The film Blade Runner (1982) is set in 2019 in a dystopian future in which manufactured beings called replicants are slaves used on space colonies and are legal prey on Earth to various bounty hunters who "retire" (kill) them. Although Blade Runner was largely unsuccessful in its first theatrical release, it found a viewership in the home video market and became a cult film. Since the movie omits the religious and mythical elements of Dick's original novel (e.g. empathy boxes and Wilbur Mercer), it falls more strictly within the cyberpunk genre than the novel does. William Gibson later revealed that upon first viewing the film, he was surprised at how the look of this film matched his vision for Neuromancer, a book he was then working on. The film's tone has since been the staple of many cyberpunk movies, such as The Matrix trilogy (1999–2003), which uses a wide variety of cyberpunk elements. A sequel to Blade Runner was released in 2017.

The TV series Max Headroom (1987) is an iconic cyberpunk work, taking place in a futuristic dystopia ruled by an oligarchy of television networks. Computer hacking played a central role in many of the story lines. Max Headroom has been called "the first cyberpunk television series". More recently, the animated series Batman Beyond (1999–2001) is considered a noteworthy example of the cyberpunk genre.

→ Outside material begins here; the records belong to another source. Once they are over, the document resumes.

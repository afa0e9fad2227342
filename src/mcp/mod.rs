//! MCP (Model Context Protocol) client side
//!
//! - Client: talks to one remote tool server over Streamable HTTP
//! - Registry: the set of connected servers, routing tool calls by name

pub mod client;
pub mod protocol;
pub mod registry;
pub mod sse;

pub use client::{McpClient, McpError};
pub use protocol::*;
pub use registry::McpRegistry;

The number of films in the genre has grown steadily since Blade Runner. Several of Philip K. Dick's works have been adapted to the silver screen. The films Johnny Mnemonic (1995) and New Rose Hotel (1998), both based on short stories by William Gibson, flopped commercially and critically. Other cyberpunk films include RoboCop (1987), Total Recall (1990), Hardware (1990), The Lawnmower Man (1992), 12 Monkeys (1995), Hackers (1995), and Strange Days (1995). Some cyberpunk films have been described as tech-noir, a hybrid genre combining neo-noir and science fiction or cyberpunk.

=== Anime and manga ===

The Japanese cyberpunk subgenre began in 1982 with the debut of Katsuhiro Otomo's manga series Akira, with its 1988 anime film adaptation, which Otomo directed, later popularizing the subgenre. Akira inspired a wave of Japanese cyberpunk works, including manga and anime series such as Ghost in the Shell, Battle Angel Alita, and Cowboy Bebop. Other early Japanese cyberpunk works include the 1982 film Burst City, and the 1989 film Tetsuo: The Iron Man.

According to Paul Gravett, when Akira began to be published, cyberpunk literature had not yet been translated into Japanese. Otomo has distinct inspirations, such as Mitsuteru Yokoyama's manga series Tetsujin 28-go (1956–1966) and Mœbius.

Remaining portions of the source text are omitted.